Abdullayeva was commenting on Armenian Prime Minister Nikol Pashinyan’s visit to the occupied Azerbaijani territories to participate in a meeting of the Armenian Security Council in Khankendi.

"I can say that everything is being put in its right place,” she said. “If the Armenian prime minister holds an extraordinary meeting of his country's Security Council in Azerbaijan’s occupied Khankendi city, then there is no need to make efforts to involve the Armenians of the Nagorno-Karabakh region of our country in the negotiations. The prime minister, who voiced the idea of "Karabakh Armenians", put an end to the word game, saying that the Armenians living in Nagorno-Karabakh region are the Armenian community, rather than the "nation".”
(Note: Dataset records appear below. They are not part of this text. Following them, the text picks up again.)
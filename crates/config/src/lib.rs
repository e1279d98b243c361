pub mod models;
pub mod validation;

pub use models::{
    AppConfig, BackendConfig, BackendKind, BrokerConfig, BrokerKind, LoggingConfig, WorkerConfig,
};
pub use validation::{ConfigValidator, ValidationUtils};

/// 默认结果过期时间（毫秒），即一天
pub const DEFAULT_RESULT_EXPIRES_MS: u64 = 86_400_000;
/// 默认消费队列
pub const DEFAULT_QUEUE: &str = "celery";
/// 默认直连交换机
pub const DEFAULT_EXCHANGE: &str = "default";
use async_trait::async_trait;
use celery_config::BrokerConfig;
use celery_domain::{Broker, MessageCallback, MessageProperties, Subscription};
use celery_errors::{CeleryError, CeleryResult};
use futures::StreamExt;
use lapin::message::Delivery;
use lapin::options::*;
use lapin::publisher_confirm::Confirmation;
use lapin::types::FieldTable;
use lapin::{Channel, Consumer, ExchangeKind};
use serde_json::{Map, Value};
use tokio::sync::oneshot;
use tracing::{debug, error, info, warn};

use super::connection::{AmqpConnection, ConnectionState};
use super::fields;

/// RabbitMQ消息代理
///
/// 通道处于发布确认模式；投递一律显式确认。
pub struct AmqpBroker {
    connection: AmqpConnection,
    config: BrokerConfig,
}

impl AmqpBroker {
    pub fn new(config: BrokerConfig) -> CeleryResult<Self> {
        let url = config.connection_url()?;
        Ok(Self {
            connection: AmqpConnection::new("broker", url, true),
            config,
        })
    }

    pub fn state(&self) -> ConnectionState {
        self.connection.state()
    }

    pub fn config(&self) -> &BrokerConfig {
        &self.config
    }

    /// 声明持久、非自动删除、非排他的队列
    async fn declare_queue(&self, channel: &Channel, queue: &str) -> CeleryResult<()> {
        channel
            .queue_declare(
                queue,
                QueueDeclareOptions {
                    durable: true,
                    exclusive: false,
                    auto_delete: false,
                    ..Default::default()
                },
                FieldTable::default(),
            )
            .await
            .map_err(|e| CeleryError::transport(format!("声明队列 {queue} 失败: {e}")))?;

        debug!("队列 {} 声明成功", queue);
        Ok(())
    }

    async fn declare_topology(&self, channel: &Channel) -> CeleryResult<()> {
        let exchange = &self.config.exchange;
        channel
            .exchange_declare(
                exchange,
                ExchangeKind::Direct,
                ExchangeDeclareOptions {
                    durable: true,
                    auto_delete: false,
                    internal: false,
                    ..Default::default()
                },
                FieldTable::default(),
            )
            .await
            .map_err(|e| CeleryError::transport(format!("声明交换机 {exchange} 失败: {e}")))?;

        let queue = &self.config.queue;
        self.declare_queue(channel, queue).await?;
        channel
            .queue_bind(
                queue,
                exchange,
                queue,
                QueueBindOptions::default(),
                FieldTable::default(),
            )
            .await
            .map_err(|e| {
                CeleryError::transport(format!("绑定队列 {queue} 到交换机 {exchange} 失败: {e}"))
            })?;

        info!("拓扑声明完成: 交换机 {}, 队列 {}", exchange, queue);
        Ok(())
    }
}

#[async_trait]
impl Broker for AmqpBroker {
    async fn is_ready(&self) -> CeleryResult<()> {
        let channel = self.connection.channel().await?;
        self.declare_topology(&channel).await
    }

    async fn publish(
        &self,
        body: &Value,
        exchange: &str,
        routing_key: &str,
        headers: &Map<String, Value>,
        properties: &MessageProperties,
    ) -> CeleryResult<bool> {
        let channel = self.connection.channel().await?;
        if !routing_key.is_empty() {
            self.declare_queue(&channel, routing_key).await?;
        }

        let payload = serde_json::to_vec(body)?;
        let properties = MessageProperties::json_persistent().merged_with(properties);

        let confirm = channel
            .basic_publish(
                exchange,
                routing_key,
                BasicPublishOptions::default(),
                &payload,
                fields::to_basic_properties(&properties, headers),
            )
            .await
            .map_err(|e| {
                CeleryError::transport(format!("发布消息到 {exchange}/{routing_key} 失败: {e}"))
            })?;

        let confirmation = confirm
            .await
            .map_err(|e| CeleryError::transport(format!("消息发布确认失败: {e}")))?;

        let acked = !matches!(confirmation, Confirmation::Nack(_));
        if acked {
            debug!("消息已发布到 {}/{}", exchange, routing_key);
        } else {
            warn!("RabbitMQ拒绝了发布到 {}/{} 的消息", exchange, routing_key);
        }
        Ok(acked)
    }

    async fn subscribe(&self, queue: &str, callback: MessageCallback) -> CeleryResult<Subscription> {
        let channel = self.connection.channel().await?;
        self.declare_queue(&channel, queue).await?;

        let consumer_tag = format!("celery-plus-{}", uuid::Uuid::new_v4());
        let consumer = channel
            .basic_consume(
                queue,
                &consumer_tag,
                BasicConsumeOptions::default(),
                FieldTable::default(),
            )
            .await
            .map_err(|e| CeleryError::transport(format!("创建消费者失败: {e}")))?;

        info!("开始消费队列 {}, consumer_tag={}", queue, consumer_tag);

        let (shutdown_tx, shutdown_rx) = oneshot::channel();
        let handle = tokio::spawn(consume_loop(
            channel,
            consumer,
            consumer_tag.clone(),
            callback,
            shutdown_rx,
        ));

        Ok(Subscription::new(queue, consumer_tag, shutdown_tx, handle))
    }

    async fn disconnect(&self) -> CeleryResult<()> {
        self.connection.close().await;
        Ok(())
    }
}

async fn consume_loop(
    channel: Channel,
    mut consumer: Consumer,
    consumer_tag: String,
    callback: MessageCallback,
    mut shutdown_rx: oneshot::Receiver<()>,
) {
    loop {
        tokio::select! {
            _ = &mut shutdown_rx => {
                if let Err(e) = channel
                    .basic_cancel(&consumer_tag, BasicCancelOptions::default())
                    .await
                {
                    warn!("取消消费者 {} 失败: {}", consumer_tag, e);
                }
                info!("消费者 {} 已停止", consumer_tag);
                break;
            }
            next = consumer.next() => match next {
                Some(Ok(delivery)) => handle_delivery(delivery, &callback).await,
                Some(Err(e)) => {
                    error!("消费者 {} 接收消息失败: {}", consumer_tag, e);
                    break;
                }
                None => {
                    warn!("消费者 {} 的消息流已结束", consumer_tag);
                    break;
                }
            }
        }
    }
}

/// 内容校验失败或回调返回错误时拒绝且不重新入队，否则确认
async fn handle_delivery(delivery: Delivery, callback: &MessageCallback) {
    let message = fields::to_transport_message(&delivery);

    let outcome = message
        .validate_content()
        .and_then(|()| callback(message));

    match outcome {
        Ok(()) => {
            if let Err(e) = delivery.acker.ack(BasicAckOptions::default()).await {
                error!("确认消息 {} 失败: {}", delivery.delivery_tag, e);
            }
        }
        Err(err) => {
            warn!("丢弃消息 {}: {}", delivery.delivery_tag, err);
            let options = BasicNackOptions {
                requeue: false,
                ..Default::default()
            };
            if let Err(e) = delivery.acker.nack(options).await {
                error!("拒绝消息 {} 失败: {}", delivery.delivery_tag, e);
            }
        }
    }
}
“The format of negotiations on the conflict settlement, which has continued for many years, is clear,” Abdullayeva said. “This issue was determined upon the OSCE’s consensus decision. Both communities of the Nagorno-Karabakh region of our country were indicated as the interested sides in the CSCE Helsinki Document 1992.”

"As for the principles of the conflict settlement, it is impossible to misinterpret the principles clearly stated in the CSCE Helsinki Final Act, to which the co-chairs of the OSCE Minsk Group refer in their recent statement,” she said. “The conflict settlement principles were clarified in the OSCE chairman’s statement during the OSCE Lisbon Summit in 1996, proposed by the co-chairs of the OSCE Minsk Group and unanimously adopted by all member-states, except Armenia. Azerbaijan’s territorial integrity within its internationally recognized borders can not be the subject of discussion.”

“It is high time to take concrete steps towards the withdrawal of the Armenian armed forces from the occupied Azerbaijani territories and the return of Azerbaijani IDPs to these territories,” Abdullayeva said.

"As the prime minister stated, he won the confidence of the Armenian people and, thus, obtained a full mandate,” she said. “Having shown political will, now it is time for him to clearly demonstrate his interest in bringing peace, progress and sustainable development to the region. It is obvious that a party interested in ensuring peace and tranquility will not occupy the territory of other country.”

The conflict between the two South Caucasus countries began in 1988 when Armenia made territorial claims against Azerbaijan. As a result of the ensuing war, in 1992 Armenian armed forces occupied 20 percent of Azerbaijan, including the Nagorno-Karabakh region and seven surrounding districts.

The 1994 ceasefire agreement was followed by peace negotiations. Armenia has not yet implemented four UN Security Council resolutions on withdrawal of its armed forces from the Nagorno-Karabakh and the surrounding districts.